Personal information
- Full name: Nuri Kazım Şahin
- Date of birth: 5 September 1988 (age 38)
- Place of birth: Lüdenscheid, West Germany
- Height: 1.80 m (5 ft 11 in)
- Position: Midfielder

Team information
- Current team: Başakşehir (head coach)

Youth career
- 1994–2001: RSV Meinerzhagen
- 2001–2005: Borussia Dortmund

Senior career*
- Years: Team / Apps / (Gls)
- 2005–2008: Borussia Dortmund II / 5 / (1)
- 2005–2011: Borussia Dortmund / 135 / (13)
- 2007–2008: → Feyenoord (loan) / 29 / (6)
- 2011–2014: Real Madrid / 4 / (0)
- 2012–2013: → Liverpool (loan) / 7 / (1)
- 2013–2014: → Borussia Dortmund (loan) / 49 / (5)
- 2014–2018: Borussia Dortmund / 39 / (3)
- 2018–2020: Werder Bremen / 36 / (1)
- 2020–2021: Antalyaspor / 44 / (0)
- Total:  / 348 / (30)

International career
- 2003: Turkey U16 / 2 / (0)
- 2004–2005: Turkey U17 / 21 / (5)
- 2004–2005: Turkey U19 / 6 / (0)
- 2007–2008: Turkey U21 / 11 / (4)
- 2005–2017: Turkey / 52 / (2)

Managerial career
- 2021–2023: Antalyaspor
- 2024–2025: Borussia Dortmund
- 2025–: Başakşehir

Medal record
Men's football
Representing Turkey
UEFA European Under-17 Championship
| Winner | 2005 Italy |  |
FIFA U-17 World Championship
| Third place | 2005 Peru |  |

= Nuri Şahin =

Turkish football manager (born 1988)

Nuri Kazım Şahin (born 5 September 1988) is a German and Turkish professional football manager and former player who played as a midfielder. He is currently the head coach of Süper Lig club Başakşehir.

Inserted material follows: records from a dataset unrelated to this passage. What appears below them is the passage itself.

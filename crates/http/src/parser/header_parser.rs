use std::fmt;

use tracing::debug;

use crate::ParseConfig;
use crate::codec::HeadDecoder;
use crate::parser::{ParseState, Parser};
use crate::protocol::{HttpError, MessageHead, ParseError};

/// Parses a start line and header block, then stops.
///
/// Bytes after the header block are left to the caller, who may hand them to a
/// [`MessageParser`](crate::parser::MessageParser) created with `From`.
///
/// ```
/// use micro_http_parser::parser::{Parser, RequestHeaderParser};
///
/// let mut parser = RequestHeaderParser::new();
/// assert_eq!(parser.write(b"GET / HTTP/1.1\r\nHost: a").unwrap(), 0);
/// assert!(parser.needs_more());
///
/// let used = parser.write(b"GET / HTTP/1.1\r\nHost: a\r\n\r\nbody").unwrap();
/// assert_eq!(used, 27);
/// assert!(parser.is_done());
/// assert_eq!(parser.head().unwrap().uri(), "/");
/// ```
pub struct HeaderParser<H> {
    decoder: HeadDecoder,
    head: Option<H>,
    header_len: usize,
    received: usize,
}

impl<H: MessageHead> HeaderParser<H> {
    pub fn new() -> Self {
        Self::with_config(&ParseConfig::default())
    }

    pub fn with_config(config: &ParseConfig) -> Self {
        Self::with_decoder(HeadDecoder::from_config(config))
    }

    pub(crate) fn with_decoder(decoder: HeadDecoder) -> Self {
        Self { decoder, head: None, header_len: 0, received: 0 }
    }

    pub fn state(&self) -> ParseState {
        if self.head.is_some() { ParseState::HeadersComplete } else { ParseState::NeedHeader }
    }

    /// The parsed head, once the header block is complete.
    pub fn head(&self) -> Option<&H> {
        self.head.as_ref()
    }

    pub fn head_mut(&mut self) -> Option<&mut H> {
        self.head.as_mut()
    }

    pub fn into_head(self) -> Option<H> {
        self.head
    }

    /// Size of the header block in bytes, zero until it is complete.
    pub fn header_len(&self) -> usize {
        self.header_len
    }

    pub(crate) fn decoder(&self) -> &HeadDecoder {
        &self.decoder
    }
}

impl<H: MessageHead> Default for HeaderParser<H> {
    fn default() -> Self {
        Self::new()
    }
}

impl<H: MessageHead> Parser for HeaderParser<H> {
    fn needs_more(&self) -> bool {
        self.head.is_none()
    }

    fn is_done(&self) -> bool {
        self.head.is_some()
    }

    fn write(&mut self, src: &[u8]) -> Result<usize, HttpError> {
        if self.head.is_some() {
            return Ok(0);
        }

        self.received = self.received.max(src.len());

        match self.decoder.decode::<H>(src)? {
            Some((head, header_len)) => {
                debug!(kind = H::KIND, header_len, "header block complete");
                self.head = Some(head);
                self.header_len = header_len;
                self.received = header_len;
                Ok(header_len)
            }
            None => Ok(0),
        }
    }

    fn write_eof(&mut self) -> Result<(), HttpError> {
        if self.head.is_some() {
            return Ok(());
        }
        Err(ParseError::incomplete_headers(self.received).into())
    }
}

impl<H: fmt::Debug> fmt::Debug for HeaderParser<H> {
    fn fmt(&self, f: &mut fmt::Formatter<'_>) -> fmt::Result {
        f.debug_struct("HeaderParser")
            .field("head", &self.head)
            .field("header_len", &self.header_len)
            .field("received", &self.received)
            .finish_non_exhaustive()
    }
}

#[cfg(test)]
mod tests {
    use http::{Method, StatusCode};
    use indoc::indoc;

    use super::*;
    use crate::parser::{RequestHeaderParser, ResponseHeaderParser};

    #[test]
    fn request_in_one_write() {
        let str = indoc! {r##"
        GET /index.html HTTP/1.1
        Host: 127.0.0.1:8080
        Accept: */*

        "##};

        let mut parser = RequestHeaderParser::new();
        assert_eq!(parser.state(), ParseState::NeedHeader);

        let used = parser.write(str.as_bytes()).unwrap();
        assert_eq!(used, str.len());
        assert_eq!(parser.state(), ParseState::HeadersComplete);
        assert!(!parser.needs_more());

        let head = parser.head().unwrap();
        assert_eq!(head.method(), &Method::GET);
        assert_eq!(head.headers().len(), 2);
        assert_eq!(parser.header_len(), str.len());

        // done parsers ignore further input
        assert_eq!(parser.write(b"GET / HTTP/1.1\r\n\r\n").unwrap(), 0);
        assert!(parser.write_eof().is_ok());
    }

    #[test]
    fn response_split_everywhere() {
        let str = "HTTP/1.1 200 OK\r\nContent-Length: 5\r\nServer: x\r\n\r\nhello";
        let header_len = str.len() - 5;

        for split in 1..header_len {
            let mut parser = ResponseHeaderParser::new();
            assert_eq!(parser.write(&str.as_bytes()[..split]).unwrap(), 0, "split at {split}");
            assert!(parser.needs_more());

            assert_eq!(parser.write(str.as_bytes()).unwrap(), header_len);
            assert_eq!(parser.head().unwrap().status(), StatusCode::OK);
        }
    }

    #[test]
    fn eof_inside_header() {
        let mut parser = RequestHeaderParser::new();
        let e = parser.write_eof().unwrap_err();
        let parse_error = e.as_parse_error().unwrap();
        assert_eq!(parse_error, &ParseError::incomplete_headers(0));
        assert!(parse_error.is_clean_close());

        let mut parser = RequestHeaderParser::new();
        parser.write(b"GET / HT").unwrap();
        let e = parser.write_eof().unwrap_err();
        assert_eq!(e.as_parse_error().unwrap(), &ParseError::incomplete_headers(8));
        assert!(!e.as_parse_error().unwrap().is_clean_close());
    }

    #[test]
    fn oversized_header_block() {
        let config = ParseConfig::default().with_max_header_bytes(64);
        let mut parser = RequestHeaderParser::with_config(&config);

        let long = format!("GET / HTTP/1.1\r\nX-Long: {}\r\n", "v".repeat(64));
        assert!(parser.write(long.as_bytes()).unwrap_err().is_overflow());
    }
}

He began his playing career at Dortmund, spending six years there – including a year-long loan at Feyenoord – and winning the Bundesliga in 2011 before signing for Real Madrid in 2011 for €10 million. In August 2012, Şahin agreed to a one-year loan deal with Liverpool, which was terminated in January 2013 to allow him to return to Dortmund on an 18-month loan. This was then made permanent, and he stayed at Dortmund until his transfer to Werder Bremen in August 2018. He retired from football in 2021, after one season at Antalyaspor in the Süper Lig.

Born in Germany, Şahin represented Turkey at international level and did so since the under-16 level. He made his senior international debut in 2005 and earned 52 caps over a 12-year career, being selected for UEFA Euro 2016.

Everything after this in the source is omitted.